The research protocol was submitted to the Ethics Research Committee of the CHU de Québec. The committee discussed the project in closed session on March 31, 2014. After evaluation and discussion, the committee noted that the research did not meet the definition of research involving human participants, according to the 2nd edition of Tri-Council Policy Statement: Ethical Conduct for Research Involving Humans (TCPS2 Article 2.1), given that the survey focuses on information that respondents are allowed to communicate as employees (the information relates to their work and does not target them personally). The Committee declared that the proposed project does not fall under the competency of the Committee. The McMaster University Research Ethic Board agreed with this decision.
Participation in this study will be entirely voluntary, and there will be no compensation provided for participation. Key informants will be able to put an end to their participation at any time without negative consequences or prejudice and without having to justify their decision. Proper arrangements will be made to ensure the confidentiality of the information provided by the key informants. The survey does not aim to evaluate the performance of the recruited organisations or to collect any information at the individual level. It will be impossible to identify individual informants or organisations in the publication or presentation of the study findings.

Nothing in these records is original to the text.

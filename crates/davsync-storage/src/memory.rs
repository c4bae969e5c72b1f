//! In-process [`DavBackend`] for tests and dry runs
//!
//! Models a WebDAV tree with collection semantics (MKCOL/PUT need an
//! existing parent), can refuse `Depth: infinity` the way many hosted
//! servers do, can fail chosen range reads, and journals every request so
//! callers can assert on the traffic an operation produced.

use std::collections::{BTreeMap, HashSet};
use std::sync::{Mutex, MutexGuard};

use async_trait::async_trait;
use bytes::Bytes;
use davsync_core::{BlockRange, DavsyncError, DavsyncResult, Depth};

use crate::backend::{trim_dir, DavBackend, DavEntry};

#[derive(Debug, Clone)]
enum Node {
    Dir { modified: i64 },
    File { data: Bytes, modified: i64, etag: String },
}

/// One request as seen by the backend.
#[derive(Debug, Clone, PartialEq, Eq)]
pub enum Request {
    Propfind { path: String, depth: Depth },
    Get { path: String, range: BlockRange },
    Put { path: String, len: usize },
    Delete { path: String },
    Mkcol { path: String },
}

#[derive(Debug, Default)]
struct State {
    nodes: BTreeMap<String, Node>,
    reject_infinity: bool,
    failing_offsets: HashSet<u64>,
    journal: Vec<Request>,
    version: u64,
}

#[derive(Debug)]
pub struct MemoryBackend {
    state: Mutex<State>,
}

impl Default for MemoryBackend {
    fn default() -> Self {
        Self::new()
    }
}

fn now_millis() -> i64 {
    chrono::Utc::now().timestamp_millis()
}

fn parent_of(path: &str) -> &str {
    match path.rfind('/') {
        Some(0) | None => "/",
        Some(i) => &path[..i],
    }
}

fn is_descendant(candidate: &str, dir: &str) -> bool {
    candidate != dir
        && (dir == "/" || candidate.starts_with(dir) && candidate[dir.len()..].starts_with('/'))
}

impl MemoryBackend {
    pub fn new() -> Self {
        let mut nodes = BTreeMap::new();
        nodes.insert(
            "/".to_string(),
            Node::Dir {
                modified: now_millis(),
            },
        );
        Self {
            state: Mutex::new(State {
                nodes,
                ..Default::default()
            }),
        }
    }

    fn lock(&self) -> MutexGuard<'_, State> {
        // A panicking test thread must not cascade into every other assertion.
        self.state.lock().unwrap_or_else(|poisoned| poisoned.into_inner())
    }

    /// Answer `Depth: infinity` with 403 Forbidden.
    pub fn reject_infinity(self) -> Self {
        self.lock().reject_infinity = true;
        self
    }

    /// Fail any ranged GET starting at `offset` with a transport error.
    pub fn fail_range_at(&self, offset: u64) {
        self.lock().failing_offsets.insert(offset);
    }

    /// Create `path` and any missing ancestors as collections.
    pub fn create_dir_all(&self, path: &str) {
        let mut state = self.lock();
        let mut current = String::new();
        for segment in path.split('/').filter(|s| !s.is_empty()) {
            current.push('/');
            current.push_str(segment);
            state.nodes.entry(current.clone()).or_insert(Node::Dir {
                modified: now_millis(),
            });
        }
    }

    /// Store a file directly, creating ancestors; not journaled.
    pub fn insert_file(&self, path: &str, data: impl Into<Bytes>) {
        let path = trim_dir(path).to_string();
        self.create_dir_all(parent_of(&path));
        let mut state = self.lock();
        state.version += 1;
        let node = Node::File {
            data: data.into(),
            modified: now_millis(),
            etag: format!("v{}", state.version),
        };
        state.nodes.insert(path, node);
    }

    /// Contents of the file at `path`, if any.
    pub fn file(&self, path: &str) -> Option<Bytes> {
        match self.lock().nodes.get(trim_dir(path)) {
            Some(Node::File { data, .. }) => Some(data.clone()),
            _ => None,
        }
    }

    pub fn contains(&self, path: &str) -> bool {
        self.lock().nodes.contains_key(trim_dir(path))
    }

    pub fn is_dir(&self, path: &str) -> bool {
        matches!(self.lock().nodes.get(trim_dir(path)), Some(Node::Dir { .. }))
    }

    pub fn journal(&self) -> Vec<Request> {
        self.lock().journal.clone()
    }

    pub fn clear_journal(&self) {
        self.lock().journal.clear();
    }

    pub fn count_requests(&self, pred: impl Fn(&Request) -> bool) -> usize {
        self.lock().journal.iter().filter(|r| pred(r)).count()
    }

    pub fn put_count(&self) -> usize {
        self.count_requests(|r| matches!(r, Request::Put { .. }))
    }

    fn entry(path: &str, node: &Node) -> DavEntry {
        match node {
            Node::Dir { modified } => DavEntry {
                path: path.to_string(),
                is_dir: true,
                size: 0,
                last_modified: *modified,
                etag: None,
            },
            Node::File {
                data,
                modified,
                etag,
            } => DavEntry {
                path: path.to_string(),
                is_dir: false,
                size: data.len() as u64,
                last_modified: *modified,
                etag: Some(etag.clone()),
            },
        }
    }
}

#[async_trait]
impl DavBackend for MemoryBackend {
    async fn propfind(&self, path: &str, depth: Depth) -> DavsyncResult<Vec<DavEntry>> {
        let path = trim_dir(path);
        let mut state = self.lock();
        state.journal.push(Request::Propfind {
            path: path.to_string(),
            depth,
        });

        if depth == Depth::Infinity && state.reject_infinity {
            return Err(DavsyncError::Http {
                status: 403,
                path: path.to_string(),
            });
        }
        let Some(node) = state.nodes.get(path) else {
            return Err(DavsyncError::NotFound(path.to_string()));
        };

        let mut entries = vec![Self::entry(path, node)];
        if matches!(node, Node::Dir { .. }) && depth != Depth::Zero {
            for (candidate, child) in &state.nodes {
                if !is_descendant(candidate, path) {
                    continue;
                }
                if depth == Depth::One && parent_of(candidate) != path {
                    continue;
                }
                entries.push(Self::entry(candidate, child));
            }
        }
        Ok(entries)
    }

    async fn get_range(&self, path: &str, range: BlockRange) -> DavsyncResult<Bytes> {
        let path = trim_dir(path);
        let mut state = self.lock();
        state.journal.push(Request::Get {
            path: path.to_string(),
            range,
        });

        if state.failing_offsets.contains(&range.start) {
            return Err(DavsyncError::Transport(format!(
                "injected failure reading {path} at {}",
                range.start
            )));
        }
        match state.nodes.get(path) {
            Some(Node::File { data, .. }) => {
                let len = data.len() as u64;
                let start = range.start.min(len) as usize;
                let end = range.end.min(len) as usize;
                Ok(data.slice(start..end))
            }
            Some(Node::Dir { .. }) => Err(DavsyncError::Http {
                status: 405,
                path: path.to_string(),
            }),
            None => Err(DavsyncError::NotFound(path.to_string())),
        }
    }

    async fn put(&self, path: &str, body: Bytes) -> DavsyncResult<()> {
        let path = trim_dir(path);
        let mut state = self.lock();
        state.journal.push(Request::Put {
            path: path.to_string(),
            len: body.len(),
        });

        if !matches!(state.nodes.get(parent_of(path)), Some(Node::Dir { .. })) {
            return Err(DavsyncError::Http {
                status: 409,
                path: path.to_string(),
            });
        }
        if matches!(state.nodes.get(path), Some(Node::Dir { .. })) {
            return Err(DavsyncError::Http {
                status: 405,
                path: path.to_string(),
            });
        }
        state.version += 1;
        let node = Node::File {
            data: body,
            modified: now_millis(),
            etag: format!("v{}", state.version),
        };
        state.nodes.insert(path.to_string(), node);
        Ok(())
    }

    async fn delete(&self, path: &str) -> DavsyncResult<()> {
        let path = trim_dir(path);
        let mut state = self.lock();
        state.journal.push(Request::Delete {
            path: path.to_string(),
        });

        if state.nodes.remove(path).is_none() {
            return Err(DavsyncError::NotFound(path.to_string()));
        }
        state.nodes.retain(|candidate, _| !is_descendant(candidate, path));
        if path == "/" {
            state.nodes.insert("/".to_string(), Node::Dir { modified: now_millis() });
        }
        Ok(())
    }

    async fn mkcol(&self, path: &str) -> DavsyncResult<()> {
        let path = trim_dir(path);
        let mut state = self.lock();
        state.journal.push(Request::Mkcol {
            path: path.to_string(),
        });

        match state.nodes.get(path) {
            Some(Node::Dir { .. }) => return Ok(()),
            Some(Node::File { .. }) => {
                return Err(DavsyncError::Http {
                    status: 405,
                    path: path.to_string(),
                })
            }
            None => {}
        }
        if !matches!(state.nodes.get(parent_of(path)), Some(Node::Dir { .. })) {
            return Err(DavsyncError::Http {
                status: 409,
                path: path.to_string(),
            });
        }
        state.nodes.insert(
            path.to_string(),
            Node::Dir {
                modified: now_millis(),
            },
        );
        Ok(())
    }
}

#[cfg(test)]
mod tests {
    use super::*;

    fn paths(entries: &[DavEntry]) -> Vec<&str> {
        entries.iter().map(|e| e.path.as_str()).collect()
    }

    #[tokio::test]
    async fn test_propfind_depths() {
        let backend = MemoryBackend::new();
        backend.insert_file("/vault/a.md", "a");
        backend.insert_file("/vault/sub/b.md", "bb");

        let zero = backend.propfind("/vault/", Depth::Zero).await.unwrap();
        assert_eq!(paths(&zero), ["/vault"]);

        let one = backend.propfind("/vault", Depth::One).await.unwrap();
        assert_eq!(paths(&one), ["/vault", "/vault/a.md", "/vault/sub"]);

        let all = backend.propfind("/vault", Depth::Infinity).await.unwrap();
        assert_eq!(
            paths(&all),
            ["/vault", "/vault/a.md", "/vault/sub", "/vault/sub/b.md"]
        );
        assert_eq!(all[3].size, 2);
    }

    #[tokio::test]
    async fn test_reject_infinity() {
        let backend = MemoryBackend::new().reject_infinity();
        let err = backend.propfind("/", Depth::Infinity).await.unwrap_err();
        assert!(err.is_forbidden());
        assert!(backend.propfind("/", Depth::One).await.is_ok());
    }

    #[tokio::test]
    async fn test_collection_semantics() {
        let backend = MemoryBackend::new();
        let err = backend.put("/missing/a", Bytes::from_static(b"x")).await.unwrap_err();
        assert!(matches!(err, DavsyncError::Http { status: 409, .. }));

        backend.mkcol("/d").await.unwrap();
        backend.mkcol("/d").await.unwrap();
        backend.put("/d/a", Bytes::from_static(b"x")).await.unwrap();
        assert_eq!(backend.file("/d/a").unwrap(), Bytes::from_static(b"x"));

        backend.delete("/d").await.unwrap();
        assert!(!backend.contains("/d/a"));
        assert!(backend.delete("/d").await.unwrap_err().is_not_found());
    }

    #[tokio::test]
    async fn test_get_range_and_fault_injection() {
        let backend = MemoryBackend::new();
        backend.insert_file("/f", "0123456789");
        let bytes = backend.get_range("/f", BlockRange::new(2, 5)).await.unwrap();
        assert_eq!(&bytes[..], b"234");

        let past_end = backend.get_range("/f", BlockRange::new(8, 20)).await.unwrap();
        assert_eq!(&past_end[..], b"89");

        backend.fail_range_at(4);
        assert!(matches!(
            backend.get_range("/f", BlockRange::new(4, 6)).await,
            Err(DavsyncError::Transport(_))
        ));
        assert_eq!(
            backend.count_requests(|r| matches!(r, Request::Get { .. })),
            3
        );
    }

    #[test]
    fn test_path_helpers() {
        assert_eq!(parent_of("/a"), "/");
        assert_eq!(parent_of("/a/b"), "/a");
        assert!(is_descendant("/a/b", "/a"));
        assert!(!is_descendant("/ab", "/a"));
        assert!(is_descendant("/a", "/"));
        assert!(!is_descendant("/", "/"));
    }
}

This study will be the first to collect and report large-scale cross-sectional data on the current mix of supports that health system organisations of the two most populous Canadian provinces have in place for evidence-informed decision-making. The study will also provide useful information to researchers on how to collect organisation-level data with reduced risk of self-reporting bias. Finally, the collected organisational data will be used to develop a protocol for a cross-sectional study aimed at examining organisational and individual correlates of research mobilisation by managers (and their advisers) of a random sample of the organisations that will participate to the organisational study described in this protocol.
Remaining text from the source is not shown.